California runs databases known as Controlled Substance Utilization Reviews and Education System (CURES) and the California Prescription Drug Monitoring Program (PDMP) to help physicians monitor the drug use of patients who may visit several physician practices. "We are educating physicians to query the database when they are prescribing. If they see a large number of prescriptions out of the ordinary, they can see if their patients are getting them from other sources," Whitehead says.
While this resource is helpful, Whitehead concedes that the database isn't used by physicians as often as it should be.
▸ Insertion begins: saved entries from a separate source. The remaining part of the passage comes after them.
//! Materializer - runs the installation tasks for one function.

use std::collections::HashSet;
use std::path::{Path, PathBuf};
use std::sync::Arc;

use futures::future::join_all;
use tokio::sync::mpsc;

use super::context::{EnvOutcome, TaskContext, TaskOutput};
use super::descriptor::FileDescriptor;
use crate::config::AppConfig;
use crate::envfile::{initial_env, merge_env};
use crate::error::{FnStampError, Result};
use crate::fetch::{ContentFetcher, HttpTransport};
use crate::installer::{install_dependencies, Installer, PackageManagerInstaller};
use crate::progress::{ProgressMessage, TaskState};
use crate::probe;
use crate::utils::validate_function_name;

/// Where things live inside a target project.
#[derive(Debug, Clone, PartialEq, Eq)]
pub struct ProjectLayout {
    pub functions_dir: PathBuf,
    pub source_extension: String,
    pub env_file: String,
}

impl Default for ProjectLayout {
    fn default() -> Self {
        Self::from_config(&AppConfig::default())
    }
}

impl ProjectLayout {
    pub fn from_config(config: &AppConfig) -> Self {
        Self {
            functions_dir: PathBuf::from(&config.functions_dir),
            source_extension: config.source_extension.clone(),
            env_file: config.env_file.clone(),
        }
    }

    pub fn function_path(&self, target_dir: &Path, function_name: &str) -> PathBuf {
        target_dir
            .join(&self.functions_dir)
            .join(format!("{}.{}", function_name, self.source_extension))
    }

    pub fn env_path(&self, target_dir: &Path) -> PathBuf {
        target_dir.join(&self.env_file)
    }
}

/// Runs one task per [`FileDescriptor`] against a target project.
pub struct Materializer {
    fetcher: ContentFetcher,
    installer: Arc<dyn Installer>,
    layout: ProjectLayout,
    progress: Option<mpsc::UnboundedSender<ProgressMessage>>,
}

impl Materializer {
    pub fn new(fetcher: ContentFetcher, installer: Arc<dyn Installer>) -> Self {
        Self {
            fetcher,
            installer,
            layout: ProjectLayout::default(),
            progress: None,
        }
    }

    /// Build a materializer with the HTTP transport and package manager
    /// described by `config`.
    pub fn from_config(config: &AppConfig) -> Result<Self> {
        let transport = HttpTransport::with_options(config.http_timeout(), &config.user_agent)?;
        let installer = PackageManagerInstaller::new(config.package_manager);

        Ok(Self::new(ContentFetcher::new(Arc::new(transport)), Arc::new(installer))
            .with_layout(ProjectLayout::from_config(config)))
    }

    pub fn with_layout(mut self, layout: ProjectLayout) -> Self {
        self.layout = layout;
        self
    }

    pub fn with_progress(mut self, tx: mpsc::UnboundedSender<ProgressMessage>) -> Self {
        self.progress = Some(tx);
        self
    }

    /// Materialize `function_name` into `target_dir`.
    ///
    /// Every precondition is checked before any task starts. Tasks then run
    /// concurrently and are all awaited; if any failed, the first failure in
    /// descriptor order is returned and the side effects of the others stay
    /// on disk.
    pub async fn materialize(
        &self,
        descriptors: &[FileDescriptor],
        target_dir: &Path,
        function_name: &str,
    ) -> Result<TaskContext> {
        validate_function_name(function_name)?;

        if !probe::is_writable_dir(target_dir).await {
            return Err(FnStampError::TargetDirectory {
                path: target_dir.to_path_buf(),
                reason: "directory does not exist or is not writable".to_string(),
            });
        }

        let function_path = self.layout.function_path(target_dir, function_name);
        if probe::exists(&function_path).await {
            return Err(FnStampError::DuplicateFunction {
                name: function_name.to_string(),
                path: function_path,
            });
        }

        let mut seen = HashSet::new();
        for descriptor in descriptors {
            if !seen.insert(descriptor.kind()) {
                return Err(FnStampError::DuplicateDescriptor {
                    kind: descriptor.kind().to_string(),
                });
            }
        }

        tracing::info!(
            function = function_name,
            target = %target_dir.display(),
            tasks = descriptors.len(),
            "Materializing function"
        );
        self.report(ProgressMessage::Started(
            descriptors
                .iter()
                .map(|d| d.title(&self.layout.env_file))
                .collect(),
        ));

        let tasks = descriptors
            .iter()
            .enumerate()
            .map(|(idx, descriptor)| self.run_task(idx, descriptor, target_dir, &function_path));
        let outcomes = join_all(tasks).await;

        let mut context = TaskContext::default();
        let mut first_error = None;
        for (descriptor, outcome) in descriptors.iter().zip(outcomes) {
            match outcome {
                Ok(output) => context.record(output),
                Err(e) if first_error.is_none() => first_error = Some(e),
                Err(e) => {
                    tracing::warn!(task = %descriptor.title(&self.layout.env_file), error = %e, "Task failed")
                }
            }
        }

        if let Some(e) = first_error {
            self.report(ProgressMessage::Failed(e.to_string()));
            return Err(e);
        }

        self.report(ProgressMessage::Complete);
        Ok(context)
    }

    async fn run_task(
        &self,
        idx: usize,
        descriptor: &FileDescriptor,
        target_dir: &Path,
        function_path: &Path,
    ) -> Result<TaskOutput> {
        let title = descriptor.title(&self.layout.env_file);
        self.report(ProgressMessage::SetTask(idx, TaskState::Running));
        tracing::debug!(task = %title, url = descriptor.content(), "Task started");

        let result = match descriptor {
            FileDescriptor::Function { content } => self
                .write_function(content, function_path)
                .await
                .map(TaskOutput::Function),
            FileDescriptor::Env {
                content,
                function_name,
            } => self
                .write_env(content, target_dir, function_name)
                .await
                .map(TaskOutput::Env),
            FileDescriptor::Manifest { content } => {
                install_dependencies(&self.fetcher, self.installer.as_ref(), content, target_dir)
                    .await
                    .map(TaskOutput::Dependencies)
            }
        };

        match &result {
            Ok(output) => {
                if let Some(detail) = describe(output) {
                    self.report(ProgressMessage::SetDetail(idx, detail));
                }
                self.report(ProgressMessage::SetTask(idx, TaskState::Succeeded));
                tracing::debug!(task = %title, "Task succeeded");
            }
            Err(e) => {
                self.report(ProgressMessage::SetTask(idx, TaskState::Failed));
                tracing::debug!(task = %title, error = %e, "Task failed");
            }
        }

        result
    }

    async fn write_function(&self, url: &str, function_path: &Path) -> Result<PathBuf> {
        if let Some(parent) = function_path.parent() {
            tokio::fs::create_dir_all(parent).await?;
        }
        self.fetcher.fetch_to_file(url, function_path).await?;
        Ok(function_path.to_path_buf())
    }

    async fn write_env(&self, url: &str, target_dir: &Path, function_label: &str) -> Result<EnvOutcome> {
        let env_path = self.layout.env_path(target_dir);

        if !probe::exists(&env_path).await {
            self.fetcher.fetch_to_file(url, &env_path).await?;
            let written = tokio::fs::read_to_string(&env_path).await?;
            return Ok(EnvOutcome {
                path: env_path,
                created: true,
                result: initial_env(&written),
            });
        }

        let current = tokio::fs::read_to_string(&env_path).await?;
        let incoming = self.fetcher.fetch_body(url).await?;
        let result = merge_env(&current, &incoming, function_label);
        tokio::fs::write(&env_path, &result.merged_text).await?;

        if !result.disabled_keys.is_empty() {
            tracing::info!(
                keys = %result.disabled_keys.join(","),
                "Kept existing values for variables already in the environment file"
            );
        }

        Ok(EnvOutcome {
            path: env_path,
            created: false,
            result,
        })
    }

    fn report(&self, message: ProgressMessage) {
        if let Some(tx) = &self.progress {
            // the receiver going away only means nobody is watching
            let _ = tx.send(message);
        }
    }
}

fn describe(output: &TaskOutput) -> Option<String> {
    match output {
        TaskOutput::Function(path) => Some(format!("Wrote {}", path.display())),
        TaskOutput::Env(env) if env.result.new_keys.is_empty() => None,
        TaskOutput::Env(env) => Some(format!("New variables: {}", env.result.new_keys.join(", "))),
        TaskOutput::Dependencies(deps) if deps.is_empty() => None,
        TaskOutput::Dependencies(deps) => Some(format!("{} package(s)", deps.len())),
    }
}
use std::time::Duration;

use async_trait::async_trait;
use futures::StreamExt;
use reqwest::{Client, Response};

use super::{ByteStream, FetchError, FetchResult, Transport};

const DEFAULT_TIMEOUT: Duration = Duration::from_secs(30);

/// [`Transport`] backed by a reqwest client.
#[derive(Debug, Clone)]
pub struct HttpTransport {
    client: Client,
}

impl HttpTransport {
    pub fn new() -> FetchResult<Self> {
        Self::with_options(DEFAULT_TIMEOUT, concat!("fnstamp/", env!("CARGO_PKG_VERSION")))
    }

    pub fn with_options(timeout: Duration, user_agent: &str) -> FetchResult<Self> {
        let client = Client::builder()
            .timeout(timeout)
            .user_agent(user_agent)
            .build()?;

        Ok(Self { client })
    }

    async fn get(&self, url: &str) -> FetchResult<Response> {
        let response = self.client.get(url).send().await?;

        if !response.status().is_success() {
            return Err(FetchError::status(url, response.status().as_u16()));
        }

        Ok(response)
    }
}

#[async_trait]
impl Transport for HttpTransport {
    async fn fetch_stream(&self, url: &str) -> FetchResult<ByteStream> {
        let response = self.get(url).await?;
        Ok(response
            .bytes_stream()
            .map(|chunk| chunk.map_err(FetchError::from))
            .boxed())
    }

    async fn fetch_body(&self, url: &str) -> FetchResult<String> {
        let response = self.get(url).await?;
        Ok(response.text().await?)
    }
}

#[cfg(test)]
mod tests {
    use super::*;
    use wiremock::matchers::{header_exists, method, path};
    use wiremock::{Mock, MockServer, ResponseTemplate};

    #[tokio::test]
    async fn test_fetch_body_success() {
        let mock_server = MockServer::start().await;

        Mock::given(method("GET"))
            .and(path("/hello/.env"))
            .and(header_exists("user-agent"))
            .respond_with(ResponseTemplate::new(200).set_body_string("GREETING=hi\n"))
            .expect(1)
            .mount(&mock_server)
            .await;

        let transport = HttpTransport::new().unwrap();
        let body = transport
            .fetch_body(&format!("{}/hello/.env", mock_server.uri()))
            .await
            .unwrap();

        assert_eq!(body, "GREETING=hi\n");
    }

    #[tokio::test]
    async fn test_fetch_body_non_success_is_error() {
        let mock_server = MockServer::start().await;

        Mock::given(method("GET"))
            .and(path("/missing"))
            .respond_with(ResponseTemplate::new(404).set_body_string("Not Found"))
            .mount(&mock_server)
            .await;

        let transport = HttpTransport::new().unwrap();
        let err = transport
            .fetch_body(&format!("{}/missing", mock_server.uri()))
            .await
            .unwrap_err();

        assert!(matches!(err, FetchError::Status { status: 404, .. }));
    }

    #[tokio::test]
    async fn test_fetch_stream_collects_body() {
        let mock_server = MockServer::start().await;

        Mock::given(method("GET"))
            .and(path("/fn.js"))
            .respond_with(ResponseTemplate::new(200).set_body_string("exports.handler = () => {};"))
            .mount(&mock_server)
            .await;

        let transport = HttpTransport::new().unwrap();
        let mut stream = transport
            .fetch_stream(&format!("{}/fn.js", mock_server.uri()))
            .await
            .unwrap();

        let mut body = Vec::new();
        while let Some(chunk) = stream.next().await {
            body.extend_from_slice(&chunk.unwrap());
        }
        assert_eq!(body, b"exports.handler = () => {};");
    }

    #[tokio::test]
    async fn test_fetch_stream_server_error() {
        let mock_server = MockServer::start().await;

        Mock::given(method("GET"))
            .and(path("/boom"))
            .respond_with(ResponseTemplate::new(500))
            .mount(&mock_server)
            .await;

        let transport = HttpTransport::new().unwrap();
        let result = transport
            .fetch_stream(&format!("{}/boom", mock_server.uri()))
            .await;

        match result {
            Err(FetchError::Status { status, .. }) => assert_eq!(status, 500),
            Err(other) => panic!("unexpected error: {other}"),
            Ok(_) => panic!("expected a status error"),
        }
    }
}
California's budget problems undermined the efficiency of the database at one point, she says: "That has turned some doctors off. They can't get the information they want and don't go back to it."
The potential for physical harm to physicians and other healthcare employees remains a constant concern about disruptive patients. Whether in physician practices or in the hospitals, "healthcare institutions today are confronting steadily increasing rates of crime, including violent crimes, such as assault, rape and homicide," according to a 2010 report from the Joint Commission Sentinel Alert.